Его-то я и попросил сделать мне такой коротковолновый приемник. Все необходимые детали удалось заказать одному вольняшке, «гонцу», носившему в зону чай. Дело устроилось в две недели. Я очень спешил, подгонял Петра Яковлевича, и он недовольно морщился. Спешить было не в его характере. Делать так уж делать. Основательно.
И действительно, приемник вышел на славу. Все ловил: и Би-Би-Си, и «Голос Америки», и «Свободу», и «Немецкую волну», и даже радио Монте-Карло. Только Москву не принимал. Как уж Петр Яковлевич ухитрился исключить Москву, понять не могу. Приемник стоял в школе, в одной из комнат для хранения школьного оборудования, замаскированный под какой-то физический прибор на случай обыска. Завхоз школы, заключенный, проводил меня незаметно в эту комнату по вечерам, и там начиналась для меня совершенно иная жизнь. Я вновь был со своими друзьями, переживал их аресты, был вместе с ними на Красной площади, протестуя против оккупации Чехословакии, писал с ними письма протеста.

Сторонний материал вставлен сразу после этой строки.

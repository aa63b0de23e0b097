//! Fraud-likelihood labelling of non-conformance reports.
//!
//! Each report gets a set of independent signals and a single label:
//!
//! - exact duplicate: same (company, site, day, sub-category, description)
//!   tuple appears more than once
//! - near duplicate: TF-IDF cosine above the threshold against another
//!   report of the same (company, site, day)
//! - time spam: a neighbour from the same reporter/company/site within the
//!   spam window, and the report is a near duplicate
//! - status mismatch: status "Fraud" with no issue keyword in the text
//! - reporter repetition: highly repetitive wording, and a near duplicate
//! - photo reuse: the same photo URL on more than one report
//!
//! Any duplication signal wins over a status mismatch; otherwise the
//! presence of an issue keyword decides between a valid finding and review.

pub mod text;
pub mod tfidf;

use anyhow::Result;
use serde::Serialize;
use std::collections::{BTreeMap, HashMap};

use crate::config::Config;
use crate::filters::Filters;
use crate::ketidaksesuaian::{parse_reports, passes_filters, Report};
use crate::logging::{log, log_fraud_summary, obj, v_num, v_str, Domain, Level, ProfileScope};
use crate::sheets::Table;
use text::{has_issue_keyword, normalize, repetition_score, tokens};
use tfidf::{cosine, TfIdf};

#[derive(Debug, Clone, Copy, PartialEq, Eq, PartialOrd, Ord, Hash, Serialize)]
pub enum FraudLabel {
    Duplication,
    UnsupportedStatus,
    ValidFinding,
    NeedsReview,
}

impl FraudLabel {
    pub const ALL: [FraudLabel; 4] = [
        FraudLabel::Duplication,
        FraudLabel::UnsupportedStatus,
        FraudLabel::ValidFinding,
        FraudLabel::NeedsReview,
    ];

    pub fn as_str(&self) -> &'static str {
        match self {
            FraudLabel::Duplication => "Fraud: Duplikasi/Anomali",
            FraudLabel::UnsupportedStatus => "Fraud: Status Tidak Didukung Bukti",
            FraudLabel::ValidFinding => "Non-Fraud (Temuan Valid)",
            FraudLabel::NeedsReview => "Perlu Review",
        }
    }

    pub fn is_fraud(&self) -> bool {
        matches!(self, FraudLabel::Duplication | FraudLabel::UnsupportedStatus)
    }
}

#[derive(Debug, Clone, Copy, PartialEq)]
pub struct FraudConfig {
    pub near_dup_threshold: f64,
    pub spam_window_secs: i64,
    pub repetition_threshold: f64,
}

impl Default for FraudConfig {
    fn default() -> Self {
        Self {
            near_dup_threshold: 0.90,
            spam_window_secs: 600,
            repetition_threshold: 0.5,
        }
    }
}

impl From<&Config> for FraudConfig {
    fn from(cfg: &Config) -> Self {
        Self {
            near_dup_threshold: cfg.near_dup_threshold,
            spam_window_secs: cfg.spam_window_secs,
            repetition_threshold: cfg.repetition_threshold,
        }
    }
}

#[derive(Debug, Clone, Default, PartialEq, Serialize)]
pub struct FraudSignals {
    pub exact_duplicate: bool,
    pub near_duplicate: bool,
    pub time_spam: bool,
    pub status_mismatch: bool,
    pub reporter_repetition: bool,
    pub photo_reuse: bool,
    pub max_similarity: f64,
    pub repetition_score: f64,
    pub has_issue_keyword: bool,
}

68-й год был кульминацией. Казалось, еще немного — и власти отступят, откажутся от саморазрушительного упрямства. Слишком оно становилось опасно: подобно цепной реакции, репрессии втягивали в движение все больше и больше людей. Целые народы грозили прийти в движение, и это ставило под угрозу уже само существование последней колониальной империи. Вопрос о том, являемся ли мы гражданами или подданными, оказался решающим и для национальных проблем.
Гражданин обладает своими правами от рождения. Подданный наделен ими с высочайшего соизволения. Но ведь быть украинцем, русским или евреем — это тоже природное право. Государство внутри граждан — и только оно — определяет, каким будет государство внешнее. Советские власти не имели выхода. Как бы глупо, опасно и даже самоубийственно ни было их упрямство, признать суверенитет этих внутренних государств в человеке означало бы конец социалистической системы, а признать суверенитет отдельных наций — конец империи. Слишком хорошо понимали власти, что невозможен социализм с человеческим лицом. Послав танки в Прагу, они фактически посылали танки в Киев и Вильнюс, на Кавказ и в Среднюю Азию. Более того — в Москву.
Войска Варшавского блока были посланы разрушить мой замок и были наголову разгромлены семью людьми на Красной площади. На Лобном месте, где в старину казнили разбойников, состоялась публичная казнь социализма, и мне чуть не до слез жалко было, что не удалось принять в этом участие. Зато порадовался, что там был Вадик Делоне. Все-таки устоял парень после нашего суда, осилил себя.
Вечерами, перед отбоем, когда я, прослушав очередную передачу, возвращался опять в свой лагерь и брел вдоль освещенных прожекторами рядов колючей проволоки, меня не покидало удивительное чувство свободы, легкости и силы.